- RECORDS PROVIDED:
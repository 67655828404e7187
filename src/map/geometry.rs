use crate::braille::BrailleCanvas;

/// Draw a line using Bresenham's algorithm
pub fn draw_line(canvas: &mut BrailleCanvas, x0: i32, y0: i32, x1: i32, y1: i32) {
    let dx = (x1 - x0).abs();
    let dy = -(y1 - y0).abs();
    let sx = if x0 < x1 { 1 } else { -1 };
    let sy = if y0 < y1 { 1 } else { -1 };
    let mut err = dx + dy;

    let mut x = x0;
    let mut y = y0;

    loop {
        canvas.set_pixel_signed(x, y);

        if x == x1 && y == y1 {
            break;
        }

        let e2 = 2 * err;

        if e2 >= dy {
            if x == x1 {
                break;
            }
            err += dy;
            x += sx;
        }

        if e2 <= dx {
            if y == y1 {
                break;
            }
            err += dx;
            y += sy;
        }
    }
}

/// Draw a filled circle (marker interiors)
pub fn draw_disc(canvas: &mut BrailleCanvas, cx: i32, cy: i32, radius: i32) {
    for dy in -radius..=radius {
        for dx in -radius..=radius {
            if dx * dx + dy * dy <= radius * radius {
                canvas.set_pixel_signed(cx + dx, cy + dy);
            }
        }
    }
}

/// Draw a circle outline (marker rims), midpoint circle algorithm
pub fn draw_ring(canvas: &mut BrailleCanvas, cx: i32, cy: i32, radius: i32) {
    if radius <= 0 {
        canvas.set_pixel_signed(cx, cy);
        return;
    }

    let mut x = radius;
    let mut y = 0;
    let mut err = 1 - radius;

    while x >= y {
        for (px, py) in [
            (cx + x, cy + y),
            (cx - x, cy + y),
            (cx + x, cy - y),
            (cx - x, cy - y),
            (cx + y, cy + x),
            (cx - y, cy + x),
            (cx + y, cy - x),
            (cx - y, cy - x),
        ] {
            canvas.set_pixel_signed(px, py);
        }

        y += 1;
        if err < 0 {
            err += 2 * y + 1;
        } else {
            x -= 1;
            err += 2 * (y - x) + 1;
        }
    }
}

/// Draw a point marker (small cross), used for selection highlights
pub fn draw_cross(canvas: &mut BrailleCanvas, x: i32, y: i32, size: i32) {
    for i in -size..=size {
        canvas.set_pixel_signed(x + i, y);
        canvas.set_pixel_signed(x, y + i);
    }
}
use crate::report::Report;
use chrono::{DateTime, NaiveDate, NaiveTime, TimeZone, Utc};
use rayon::prelude::*;

/// User-entered filter state. Empty/absent criteria are always-true
/// predicates; the three predicates compose with AND.
#[derive(Debug, Clone, Default, PartialEq, Eq)]
pub struct FilterCriteria {
    pub search_term: String,
    pub start_date: Option<NaiveDate>,
    pub end_date: Option<NaiveDate>,
}

impl FilterCriteria {
    pub fn is_empty(&self) -> bool {
        self.search_term.is_empty() && self.start_date.is_none() && self.end_date.is_none()
    }

    pub fn clear(&mut self) {
        *self = Self::default();
    }
}

/// A date bound compares against midnight UTC at the start of the named
/// day, matching how the upstream date inputs behave.
fn midnight_utc(date: NaiveDate) -> DateTime<Utc> {
    Utc.from_utc_datetime(&date.and_time(NaiveTime::MIN))
}

/// Apply the criteria to a report collection. The search term matches
/// case-insensitively against either the category or the note; date
/// bounds are inclusive. The filter is stable: survivors keep their
/// input order.
pub fn filter_reports(reports: &[Report], criteria: &FilterCriteria) -> Vec<Report> {
    let needle = criteria.search_term.to_lowercase();
    let start = criteria.start_date.map(midnight_utc);
    let end = criteria.end_date.map(midnight_utc);

    // Collections can be arbitrarily large; rayon keeps input order
    // through the filtered collect.
    reports
        .par_iter()
        .filter(|r| {
            let matches_search = needle.is_empty()
                || r.prediction.to_lowercase().contains(&needle)
                || r.note.to_lowercase().contains(&needle);
            matches_search
                && start.is_none_or(|s| r.created_at >= s)
                && end.is_none_or(|e| r.created_at <= e)
        })
        .cloned()
        .collect()
}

- ASSIGNMENT: Please return every entry exactly as it appears.

- ANSWER TO THIS PROBLEM:
repository 67655828404e7187
filename src/map/geometry.rs
use crate::braille::BrailleCanvas;

/// Draw a line using Bresenham's algorithm
pub fn draw_line(canvas: &mut BrailleCanvas, x0: i32, y0: i32, x1: i32, y1: i32) {
    let dx = (x1 - x0).abs();
    let dy = -(y1 - y0).abs();
    let sx = if x0 < x1 { 1 } else { -1 };
    let sy = if y0 < y1 { 1 } else { -1 };
    let mut err = dx + dy;

    let mut x = x0;
    let mut y = y0;

    loop {
        canvas.set_pixel_signed(x, y);

        if x == x1 && y == y1 {
            break;
        }

        let e2 = 2 * err;

        if e2 >= dy {
            if x == x1 {
                break;
            }
            err += dy;
            x += sx;
        }

        if e2 <= dx {
            if y == y1 {
                break;
            }
            err += dx;
            y += sy;
        }
    }
}

/// Draw a filled circle (marker interiors)
pub fn draw_disc(canvas: &mut BrailleCanvas, cx: i32, cy: i32, radius: i32) {
    for dy in -radius..=radius {
        for dx in -radius..=radius {
            if dx * dx + dy * dy <= radius * radius {
                canvas.set_pixel_signed(cx + dx, cy + dy);
            }
        }
    }
}

/// Draw a circle outline (marker rims), midpoint circle algorithm
pub fn draw_ring(canvas: &mut BrailleCanvas, cx: i32, cy: i32, radius: i32) {
    if radius <= 0 {
        canvas.set_pixel_signed(cx, cy);
        return;
    }

    let mut x = radius;
    let mut y = 0;
    let mut err = 1 - radius;

    while x >= y {
        for (px, py) in [
            (cx + x, cy + y),
            (cx - x, cy + y),
            (cx + x, cy - y),
            (cx - x, cy - y),
            (cx + y, cy + x),
            (cx - y, cy + x),
            (cx + y, cy - x),
            (cx - y, cy - x),
        ] {
            canvas.set_pixel_signed(px, py);
        }

        y += 1;
        if err < 0 {
            err += 2 * y + 1;
        } else {
            x -= 1;
            err += 2 * (y - x) + 1;
        }
    }
}

/// Draw a point marker (small cross), used for selection highlights
pub fn draw_cross(canvas: &mut BrailleCanvas, x: i32, y: i32, size: i32) {
    for i in -size..=size {
        canvas.set_pixel_signed(x + i, y);
        canvas.set_pixel_signed(x, y + i);
    }
}
use crate::report::Report;
use chrono::{DateTime, NaiveDate, NaiveTime, TimeZone, Utc};
use rayon::prelude::*;

/// User-entered filter state. Empty/absent criteria are always-true
/// predicates; the three predicates compose with AND.
#[derive(Debug, Clone, Default, PartialEq, Eq)]
pub struct FilterCriteria {
    pub search_term: String,
    pub start_date: Option<NaiveDate>,
    pub end_date: Option<NaiveDate>,
}

impl FilterCriteria {
    pub fn is_empty(&self) -> bool {
        self.search_term.is_empty() && self.start_date.is_none() && self.end_date.is_none()
    }

    pub fn clear(&mut self) {
        *self = Self::default();
    }
}

/// A date bound compares against midnight UTC at the start of the named
/// day, matching how the upstream date inputs behave.
fn midnight_utc(date: NaiveDate) -> DateTime<Utc> {
    Utc.from_utc_datetime(&date.and_time(NaiveTime::MIN))
}

/// Apply the criteria to a report collection. The search term matches
/// case-insensitively against either the category or the note; date
/// bounds are inclusive. The filter is stable: survivors keep their
/// input order.
pub fn filter_reports(reports: &[Report], criteria: &FilterCriteria) -> Vec<Report> {
    let needle = criteria.search_term.to_lowercase();
    let start = criteria.start_date.map(midnight_utc);
    let end = criteria.end_date.map(midnight_utc);

    // Collections can be arbitrarily large; rayon keeps input order
    // through the filtered collect.
    reports
        .par_iter()
        .filter(|r| {
            let matches_search = needle.is_empty()
                || r.prediction.to_lowercase().contains(&needle)
                || r.note.to_lowercase().contains(&needle);
            matches_search
                && start.is_none_or(|s| r.created_at >= s)
                && end.is_none_or(|e| r.created_at <= e)
        })
        .cloned()
        .collect()
}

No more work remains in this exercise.